Another time, I would have to explain to her how Viktor Dålig’s young children had been punished for his transgressions. The world was not a fair place, and a Queen needed to know that if she wanted to help rule a kingdom.

“We did find something odd, however,” Kasper went on. “Under the stove were two sapphires, a little smaller than a marble. We suspect that in the commotion of leaving, they fell out and rolled under the stove, and Cyrano’s wife either didn’t notice or was in too much of a hurry to be bothered with them.”

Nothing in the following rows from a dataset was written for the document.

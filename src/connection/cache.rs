use super::config::StoreSettings;
use crate::core::{StoreError, StoreResult, with_timeout};
use crate::store::{ParcelCollection, StoreConnector, StoreSession, TimedCollection};
use std::sync::Arc;
use std::sync::atomic::{AtomicU64, Ordering};
use tokio::sync::Mutex;
use tracing::{debug, error, info, warn};

/// Process-wide handle on the document store.
///
/// Holds at most one live session together with its parcel collection.
/// The session is opened lazily on first use, probed before every reuse and
/// reopened when the probe fails, which suits hosts that freeze and thaw the
/// process between request bursts.
///
/// Opening is single-flight: the slot lock is held for the whole connect, so
/// callers arriving on a cold cache queue behind one connect and share its
/// outcome, session or error. Probes run outside the lock on a cloned handle.
pub struct ConnectionCache {
    connector: Arc<dyn StoreConnector>,
    settings: Result<Arc<StoreSettings>, StoreError>,
    slot: Mutex<Slot>,
    generation: AtomicU64,
    connects: AtomicU64,
    /// Connect attempts that have finished, successful or not. Read without
    /// the slot lock so a caller can tell whether an attempt settled while it
    /// was queued.
    settled: AtomicU64,
}

#[derive(Default)]
struct Slot {
    cached: Option<CachedConnection>,
    /// Error of the most recent attempt, cleared by a successful one
    last_failure: Option<StoreError>,
}

/// A cached session and the collection derived from it
#[derive(Clone)]
struct CachedConnection {
    generation: u64,
    session: Arc<dyn StoreSession>,
    parcels: Arc<dyn ParcelCollection>,
}

impl CachedConnection {
    fn lease(&self) -> ConnectionLease {
        ConnectionLease {
            generation: self.generation,
            session: Arc::clone(&self.session),
            parcels: Arc::clone(&self.parcels),
        }
    }
}

/// What a request gets from [`ConnectionCache::acquire`].
///
/// Valid for the current request only; never store it.
#[derive(Clone)]
pub struct ConnectionLease {
    generation: u64,
    session: Arc<dyn StoreSession>,
    parcels: Arc<dyn ParcelCollection>,
}

impl ConnectionLease {
    /// Identifies the session; changes every time the cache reconnects.
    pub fn generation(&self) -> u64 {
        self.generation
    }

    /// Parcel collection with per-call timeouts applied.
    pub fn parcels(&self) -> &Arc<dyn ParcelCollection> {
        &self.parcels
    }

    /// True when both leases share one underlying session.
    pub fn same_session(&self, other: &ConnectionLease) -> bool {
        Arc::ptr_eq(&self.session, &other.session)
    }
}

/// Cache statistics
#[derive(Debug, Clone, Copy, PartialEq, Eq)]
pub struct CacheStats {
    /// Successful connects since the cache was built
    pub connects: u64,
    /// Finished connect attempts since the cache was built, failed ones included
    pub attempts: u64,
    /// Generation of the cached session, if any
    pub current_generation: Option<u64>,
}

impl std::fmt::Display for CacheStats {
    fn fmt(&self, f: &mut std::fmt::Formatter<'_>) -> std::fmt::Result {
        match self.current_generation {
            Some(generation) => write!(
                f,
                "Connection cache: {}/{} connects, live generation {}",
                self.connects, self.attempts, generation
            ),
            None => write!(
                f,
                "Connection cache: {}/{} connects, empty",
                self.connects, self.attempts
            ),
        }
    }
}

impl ConnectionCache {
    /// Create an empty cache
    ///
    /// `None` settings mean credentials are not configured; every acquire then
    /// fails with a configuration error and never attempts a connect.
    pub fn new(connector: Arc<dyn StoreConnector>, settings: Option<StoreSettings>) -> Self {
        let settings = match settings {
            None => Err(StoreError::configuration(
                "store credentials are not configured (DB_USER, DB_PASS)",
            )),
            Some(settings) => match settings.validate() {
                Ok(()) => Ok(Arc::new(settings)),
                Err(message) => Err(StoreError::configuration(message)),
            },
        };

        if let Err(err) = &settings {
            warn!(error = %err, "store connection cache created without usable settings");
        }

        Self {
            connector,
            settings,
            slot: Mutex::new(Slot::default()),
            generation: AtomicU64::new(0),
            connects: AtomicU64::new(0),
            settled: AtomicU64::new(0),
        }
    }

    /// Whether credentials were supplied and valid
    pub fn has_credentials(&self) -> bool {
        self.settings.is_ok()
    }

    pub fn settings(&self) -> StoreResult<&Arc<StoreSettings>> {
        self.settings.as_ref().map_err(Clone::clone)
    }

    /// Get a live connection, reusing the cached one when it answers a ping
    pub async fn acquire(&self) -> StoreResult<ConnectionLease> {
        let settings = self.settings()?;

        let observed = self.settled.load(Ordering::SeqCst);
        let cached = self.slot.lock().await.cached.clone();

        if let Some(cached) = cached {
            match with_timeout("ping", settings.probe_timeout, cached.session.ping()).await {
                Ok(()) => {
                    debug!(generation = cached.generation, "reusing cached store connection");
                    return Ok(cached.lease());
                }
                Err(err) => {
                    warn!(
                        generation = cached.generation,
                        error = %err,
                        "cached store connection failed liveness probe, reconnecting"
                    );
                    self.invalidate(cached.generation).await;
                }
            }
        }

        self.connect(settings, observed).await
    }

    /// Open a session unless another caller already tried while this one waited
    ///
    /// `observed` is the settled attempt count seen before queueing on the
    /// lock. If it moved, the attempt this caller queued behind decides the
    /// outcome.
    async fn connect(
        &self,
        settings: &Arc<StoreSettings>,
        observed: u64,
    ) -> StoreResult<ConnectionLease> {
        let mut slot = self.slot.lock().await;
        if let Some(existing) = slot.cached.as_ref() {
            return Ok(existing.lease());
        }
        let settled = self.settled.load(Ordering::SeqCst);
        if settled != observed {
            if let Some(err) = slot.last_failure.clone() {
                debug!(
                    attempt = settled,
                    error = %err,
                    "sharing failure of the connect attempt queued behind"
                );
                return Err(err);
            }
        }

        let attempt = settled + 1;

        let session = match with_timeout(
            "connect",
            settings.connect_timeout,
            self.connector.connect(settings),
        )
        .await
        {
            Ok(session) => session,
            Err(err) => {
                error!(
                    attempt,
                    url = %settings.redacted_url(),
                    error = %err,
                    "failed to connect to document store"
                );
                slot.last_failure = Some(err.clone());
                self.settled.store(attempt, Ordering::SeqCst);
                return Err(err);
            }
        };

        let parcels: Arc<dyn ParcelCollection> = Arc::new(TimedCollection::new(
            session.collection(&settings.database, &settings.collection),
            settings.operation_timeout,
        ));

        let generation = self.generation.fetch_add(1, Ordering::SeqCst) + 1;
        self.connects.fetch_add(1, Ordering::SeqCst);

        let cached = CachedConnection {
            generation,
            session,
            parcels,
        };
        let lease = cached.lease();
        slot.cached = Some(cached);
        slot.last_failure = None;
        self.settled.store(attempt, Ordering::SeqCst);

        info!(
            generation,
            attempt,
            url = %settings.redacted_url(),
            database = %settings.database,
            collection = %settings.collection,
            "connected to document store"
        );

        Ok(lease)
    }

    /// Drop the cached session if it is still the given generation
    ///
    /// A stale generation means someone else already replaced it.
    async fn invalidate(&self, generation: u64) {
        let mut slot = self.slot.lock().await;
        if slot.cached.as_ref().map(|cached| cached.generation) == Some(generation) {
            slot.cached = None;
            debug!(generation, "store connection invalidated");
        }
    }

    /// Get cache statistics
    pub async fn stats(&self) -> CacheStats {
        let slot = self.slot.lock().await;
        CacheStats {
            connects: self.connects.load(Ordering::SeqCst),
            attempts: self.settled.load(Ordering::SeqCst),
            current_generation: slot.cached.as_ref().map(|cached| cached.generation),
        }
    }
}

“Sapphires nearly as large as a marble?” Lisbet shook her head. “Are you certain they were real?”

Kasper nodded. “Based on the color and size, Bayle estimated they were worth at least twenty thousand dollars apiece.”

Linnea gasped. “How could a guard have sapphires worth that much? And how could his family be so careless as to leave them behind?”

“That is an excellent question,” I said. It was one that Kasper and I had been quick to answer last night. “The only way Cyrano’s wife wouldn’t have noticed or wouldn’t have cared about leaving behind nearly fifty thousand dollars was if she had a lot more.”

Queen Linnea shook her head with her forehead scrunched up, clearly still baffled by what I was saying. “We pay them a decent wage, but it’s nowhere near enough to have that kind of money. Was Cyrano stealing them?”

“That is one consideration,” Kasper allowed. “The other is that Cyrano was paid off.”

Lisbet rested her chin on her hand, staring off at nothing, but her eyes darted back and forth as she thought. The Marksinna had most likely come to that conclusion long before her granddaughter had and was trying to make sense of it.

“With his daughter’s illness and the rising cost of medical bills, Cyrano was very vulnerable to bribery,” I said. “He probably believed that it was worth risking his life to take care of his family.”

That would explain the intent mania I saw in Cyrano’s eyes. He’d had no reason not to drop his sword yesterday, but after talking with Kasper, we’d both begun to suspect that Cyrano planned on going after me until I killed him. In fact, the payment to his family might have been contingent on his death. It would be the only way that whoever had paid him off could be certain that Cyrano would never talk.